Tuesday, October 20, 2009

The Wisdom of Crowds

It's 2009 and we've seen the economy come pretty darn close to total collapse due to, what seems to me, was a mass delusion: house prices would rise forever, we would never have to save a penny and yet we could keep borrowing ourselves into total bliss.

What a surprise to turn on my TV last night and find "The Business of Innovation," hosted by Maria Bartiromo on CNBC . What I heard was a youngish and smart seeming man describing that -- given the right conditions -- crowds can make better decisions than their smartest members. It was James Surowiecki the author of The Wisdom of Crowds - Why the Many Are Smarter Than the Few and How Collective Wisdom Shapes Business, Economies, Societies and Nations (and a financial writer for the New Yorker).
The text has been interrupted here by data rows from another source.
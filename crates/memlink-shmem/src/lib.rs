//! Read-only shared memory access for emulator integrations.
//!
//! Emulator-side integrations continuously mirror console memory into a
//! named, fixed-size shared region. This crate maps such a region into the
//! current process and exposes it only through bounds-checked copies.
//!
//! ## Platform support
//!
//! - Unix: `shm_open` + `mmap(PROT_READ)` directly, so the region never
//!   needs to exist as a regular file
//! - Windows: `OpenFileMappingW` / `MapViewOfFile` on the named mapping
//!
//! The raw pointer lives only in the platform modules; everything above
//! them goes through [`SegmentReader`].
//!
//! ## Consistency
//!
//! The integration writes the region while we read it. A copy is not
//! atomic with respect to the writer: two copies taken back to back may
//! straddle an emulator frame, so separate domains can reflect different
//! frames. Callers accept that approximation.

#![warn(missing_docs)]
#![allow(clippy::must_use_candidate)]

use std::time::{Duration, Instant};
use thiserror::Error;

#[cfg(unix)]
mod platform_unix;
#[cfg(windows)]
mod platform_windows;

mod segment;
mod snapshot;

pub use segment::SharedMemorySegment;
pub use snapshot::{InMemoryOpener, SnapshotBuffer, SnapshotView};

/// Interval between open attempts in [`open_with_retry`].
const OPEN_RETRY_MS: u64 = 10;

/// Result type for shared memory operations.
pub type Result<T> = std::result::Result<T, ShmemError>;

/// Errors that can occur while mapping or reading shared memory.
#[derive(Debug, Error)]
pub enum ShmemError {
    /// The named region does not exist (integration not started) or could
    /// not be mapped.
    #[error("Shared memory region {name} is unavailable: {source}")]
    ConnectionUnavailable {
        /// Region name
        name: String,
        /// OS error
        #[source]
        source: std::io::Error,
    },

    /// A copy would read past the end of the mapped region.
    #[error("Read of {length} bytes at offset {offset} exceeds region size {size}")]
    OutOfBoundsRead {
        /// Requested offset
        offset: usize,
        /// Requested length
        length: usize,
        /// Mapped size
        size: usize,
    },

    /// The region exists but is smaller than the size we were told to map.
    #[error("Shared memory region {name} holds {actual} bytes, expected at least {expected}")]
    SizeMismatch {
        /// Region name
        name: String,
        /// Size requested by the caller
        expected: usize,
        /// Size reported by the OS
        actual: usize,
    },

    /// The segment was closed before the read.
    #[error("Shared memory region {0} is closed")]
    Closed(String),

    /// The region name cannot be passed to the OS.
    #[error("Invalid shared memory name: {0}")]
    InvalidName(String),
}

impl ShmemError {
    /// Whether the error means "integration not running yet".
    pub const fn is_unavailable(&self) -> bool {
        matches!(self, Self::ConnectionUnavailable { .. })
    }
}

/// Read access to a mapped region.
pub trait SegmentReader: Send + Sync {
    /// Region name
    fn name(&self) -> &str;

    /// Mapped size in bytes
    fn size(&self) -> usize;

    /// Copy `destination.len()` bytes starting at `offset`.
    ///
    /// Fails with [`ShmemError::OutOfBoundsRead`] if
    /// `offset + destination.len()` exceeds [`SegmentReader::size`].
    fn copy_bytes_to(&self, offset: usize, destination: &mut [u8]) -> Result<()>;

    /// Release the mapping. Safe to call more than once.
    fn close(&mut self);
}

/// Opens named regions. The seam drivers use to reach shared memory.
pub trait SegmentOpener: Send + Sync {
    /// Map the named region read-only.
    fn open(&self, name: &str, size: usize) -> Result<Box<dyn SegmentReader>>;
}

/// Opens regions through the operating system.
#[derive(Debug, Clone, Copy, Default)]
pub struct SystemOpener;

impl SegmentOpener for SystemOpener {
    fn open(&self, name: &str, size: usize) -> Result<Box<dyn SegmentReader>> {
        Ok(Box::new(SharedMemorySegment::open(name, size)?))
    }
}

/// Open a region, retrying while it does not exist yet.
///
/// Retries every 10ms until `timeout` has elapsed, then returns the last
/// [`ShmemError::ConnectionUnavailable`]. Other errors return immediately.
pub fn open_with_retry(
    opener: &dyn SegmentOpener,
    name: &str,
    size: usize,
    timeout: Duration,
) -> Result<Box<dyn SegmentReader>> {
    let start = Instant::now();
    let retry_interval = Duration::from_millis(OPEN_RETRY_MS);

    loop {
        match opener.open(name, size) {
            Ok(segment) => return Ok(segment),
            Err(e) if e.is_unavailable() && start.elapsed() + retry_interval < timeout => {
                std::thread::sleep(retry_interval);
            }
            Err(e) => {
                tracing::debug!("Giving up on shared memory {name}: {e}");
                return Err(e);
            }
        }
    }
}

pub(crate) fn check_bounds(offset: usize, length: usize, size: usize) -> Result<()> {
    match offset.checked_add(length) {
        Some(end) if end <= size => Ok(()),
        _ => Err(ShmemError::OutOfBoundsRead {
            offset,
            length,
            size,
        }),
    }
}

#[cfg(test)]
#[allow(clippy::unwrap_used)]
mod tests {
    use super::*;

    #[test]
    fn test_check_bounds() {
        assert!(check_bounds(0, 32, 32).is_ok());
        assert!(check_bounds(31, 1, 32).is_ok());
        assert!(check_bounds(32, 0, 32).is_ok());
        assert!(matches!(
            check_bounds(31, 2, 32),
            Err(ShmemError::OutOfBoundsRead { .. })
        ));
        assert!(check_bounds(usize::MAX, 2, 32).is_err());
    }

    #[test]
    fn test_open_with_retry_gives_up() {
        let opener = InMemoryOpener::new();
        let start = Instant::now();
        let result = open_with_retry(&opener, "missing", 16, Duration::from_millis(50));

        assert!(matches!(
            result,
            Err(ShmemError::ConnectionUnavailable { .. })
        ));
        assert!(start.elapsed() < Duration::from_millis(500));
    }

    #[test]
    fn test_open_with_retry_does_not_retry_size_mismatch() {
        let opener = InMemoryOpener::new();
        opener.insert(SnapshotBuffer::new("small", 8));

        let result = open_with_retry(&opener, "small", 16, Duration::from_secs(5));
        assert!(matches!(result, Err(ShmemError::SizeMismatch { .. })));
    }

    #[test]
    fn test_system_opener_missing_region() {
        let result = SystemOpener.open("memlink_test_region_that_does_not_exist", 32);
        assert!(result.is_err());
    }
}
One might have expected a discussion with the author of Extraordinary Popular Delusions and the Madness of Crowds but no because: 1) the author, Charles Mackay, is dead and 2) we all have the memory of a pea.

In truth it was an intriguing discussion. But, as with most things, the devil is in the details. Just as rational markets require all kinds of conditions that almost never coincide, the magic only happens when the crowd is a loose/tight network of diverse and independent thinkers. Seems to me the mob mind is the more likely outcome.